Comment cet ancien négociateur du Raid aide les dirigeants à gérer l'insécurité
Décideurs. Vous avez développé le principe du Quotient d’insécurité (QI), qui se définit comme la capacité d’une personne à gérer l’incertitude de manière efficace. Pourquoi ?
Laurent Combalbert. Au départ, on a travaillé sur la capacité que pouvait avoir un négociateur de crise à accepter le sentiment d’insécurité généré par la situation qu’il gère et qui pouvait l’amener à mal négocier ou mal décider. On peut avoir des négociateurs qui, dès lors qu’il y a une pression du temps, stressent alors que d’autres vont mal réagir lorsqu’ils n’ont pas toutes les informations pour comprendre et analyser ce qu’il se passe.
Comment évaluez-vous le QI ?
On a une méthode qui s’appelle Criter, avec six critères. Le premier élément est la compétence : est-ce que j’ai la compétence pour gérer une situation ? Un négociateur est certes compétent dans son métier mais est-ce qu’il l’est par rapport à un profil type ou une culture particulière ? Le deuxième point, ce sont les ressources internes : sa capacité à gérer son stress et ses émotions. Ensuite les informations : est-ce que j’ai toutes les infos, quelle est leur qualité et comment je réagis face à ça ? La question du temps est aussi clé : est-ce que j’apprécie la pression du temps ? Viennent ensuite les enjeux de la situation. On peut arriver sur certains dossiers qui vont ressembler à une situation qu’on a déjà connue par le passé ou qui vont avoir un enjeu que l’on n’aura pas anticipé et qui va inhiber le négociateur. Enfin, est-ce que je suis tout seul à gérer l’affaire ? Est-ce que je ne dois m’appuyer que sur mes connaissances ou est-ce que j’ai une équipe autour de moi qui peut m’apporter de la ressource ?
Vous accompagnez plus de 500 entreprises. Les critères sont-ils les mêmes pour évaluer leurs dirigeants ?

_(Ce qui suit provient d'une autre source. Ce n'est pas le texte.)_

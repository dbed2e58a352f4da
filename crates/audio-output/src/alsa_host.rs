//! ALSA backend (Linux).
//!
//! Maps the host seam onto `snd_pcm_*` through the `alsa` crate: device hints, blocking
//! interleaved S16_LE writes, `EPIPE` reported as an underrun.

use alsa::device_name::HintIter;
use alsa::pcm::{Access, Format, HwParams, PCM};
use alsa::{Direction, ValueOr};

use crate::host::{AudioHost, DriverError, EndpointHint, HwCommit, HwNegotiation, PcmHandle};

/// The system ALSA library.
#[derive(Clone, Copy, Debug, Default)]
pub struct AlsaHost;

impl AudioHost for AlsaHost {
    type Pcm = AlsaPcm;

    fn endpoint_hints(&self) -> Result<Vec<EndpointHint>, DriverError> {
        let hints = HintIter::new_str(None, "pcm").map_err(driver_error)?;
        Ok(hints
            .map(|h| EndpointHint {
                name: h.name,
                description: h.desc,
                direction: direction_tag(h.direction),
            })
            .collect())
    }

    fn open_pcm(&self, name: &str) -> Result<AlsaPcm, DriverError> {
        let pcm = PCM::new(name, Direction::Playback, false).map_err(driver_error)?;
        Ok(AlsaPcm {
            name: name.to_string(),
            pcm,
        })
    }
}

/// Open blocking playback PCM. Closed on drop.
pub struct AlsaPcm {
    name: String,
    pcm: PCM,
}

pub struct AlsaNegotiation<'a> {
    pcm: &'a PCM,
    hwp: HwParams<'a>,
}

impl HwNegotiation for AlsaNegotiation<'_> {
    fn set_access_interleaved(&mut self) -> Result<(), DriverError> {
        self.hwp.set_access(Access::RWInterleaved).map_err(driver_error)
    }

    fn set_format_s16_le(&mut self) -> Result<(), DriverError> {
        self.hwp.set_format(Format::S16LE).map_err(driver_error)
    }

    fn set_channels(&mut self, channels: u16) -> Result<(), DriverError> {
        self.hwp
            .set_channels(u32::from(channels))
            .map_err(driver_error)
    }

    fn set_rate_near(&mut self, rate_hz: u32) -> Result<u32, DriverError> {
        self.hwp
            .set_rate_near(rate_hz, ValueOr::Nearest)
            .map_err(driver_error)
    }

    fn buffer_time_max_us(&self) -> Result<u32, DriverError> {
        self.hwp.get_buffer_time_max().map_err(driver_error)
    }

    fn set_period_time_near(&mut self, period_us: u32) -> Result<u32, DriverError> {
        self.hwp
            .set_period_time_near(period_us, ValueOr::Nearest)
            .map_err(driver_error)
    }

    fn set_buffer_time_near(&mut self, buffer_us: u32) -> Result<u32, DriverError> {
        self.hwp
            .set_buffer_time_near(buffer_us, ValueOr::Nearest)
            .map_err(driver_error)
    }

    fn commit(self) -> Result<HwCommit, DriverError> {
        self.pcm.hw_params(&self.hwp).map_err(driver_error)?;
        let rate_hz = self.hwp.get_rate().map_err(driver_error)?;
        let channels = self.hwp.get_channels().map_err(driver_error)?;
        let period = self.hwp.get_period_size().map_err(driver_error)?;
        let buffer = self.hwp.get_buffer_size().map_err(driver_error)?;
        Ok(HwCommit {
            rate_hz,
            channels: u16::try_from(channels)
                .map_err(|_| DriverError::other(format!("unsupported channel count {channels}")))?,
            period_frames: usize::try_from(period).unwrap_or(0),
            buffer_frames: usize::try_from(buffer).unwrap_or(0),
        })
    }
}

impl PcmHandle for AlsaPcm {
    type Negotiation<'a> = AlsaNegotiation<'a>;

    fn name(&self) -> String {
        self.name.clone()
    }

    fn hw_params(&mut self) -> Result<AlsaNegotiation<'_>, DriverError> {
        let hwp = HwParams::any(&self.pcm).map_err(driver_error)?;
        Ok(AlsaNegotiation {
            pcm: &self.pcm,
            hwp,
        })
    }

    fn set_sw_params(&mut self, avail_min: usize, start_threshold: usize) -> Result<(), DriverError> {
        let swp = self.pcm.sw_params_current().map_err(driver_error)?;
        swp.set_avail_min(to_frames(avail_min)).map_err(driver_error)?;
        swp.set_start_threshold(to_frames(start_threshold))
            .map_err(driver_error)?;
        self.pcm.sw_params(&swp).map_err(driver_error)
    }

    fn avail_delay(&mut self) -> Result<(i64, i64), DriverError> {
        let (avail, delay) = self.pcm.avail_delay().map_err(driver_error)?;
        Ok((avail as i64, delay as i64))
    }

    fn write_interleaved(&mut self, samples: &[i16]) -> Result<usize, DriverError> {
        let io = self.pcm.io_i16().map_err(driver_error)?;
        io.writei(samples).map_err(driver_error)
    }

    fn prepare(&mut self) -> Result<(), DriverError> {
        self.pcm.prepare().map_err(driver_error)
    }

    fn drain(&mut self) -> Result<(), DriverError> {
        self.pcm.drain().map_err(driver_error)
    }
}

fn driver_error(e: alsa::Error) -> DriverError {
    if e.errno() == libc::EPIPE {
        DriverError::underrun()
    } else {
        DriverError::other(e.to_string())
    }
}

fn to_frames(frames: usize) -> alsa::pcm::Frames {
    alsa::pcm::Frames::try_from(frames).unwrap_or(alsa::pcm::Frames::MAX)
}

fn direction_tag(direction: Option<Direction>) -> Option<String> {
    direction.map(|d| match d {
        Direction::Playback => "Output".to_string(),
        Direction::Capture => "Input".to_string(),
    })
}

Absolument. Ces critères vous les retrouvez quand vous affrontez un dossier. Si vous êtes face à un acheteur ou que vous êtes en train de monter une équipe IT, ce sont les mêmes points de pression qui vont s’exercer.
Vos évaluations sont-elles toujours liées à un projet ?
On peut établir une capacité à accepter l’insécurité de manière large mais cela n’a pas beaucoup de sens. Si un dirigeant est sur un dossier qu’il connaît par cœur, il va avoir un QI plus élevé que si du jour au lendemain il est intégré dans une plus grande entreprise et perd une partie de son niveau d’information.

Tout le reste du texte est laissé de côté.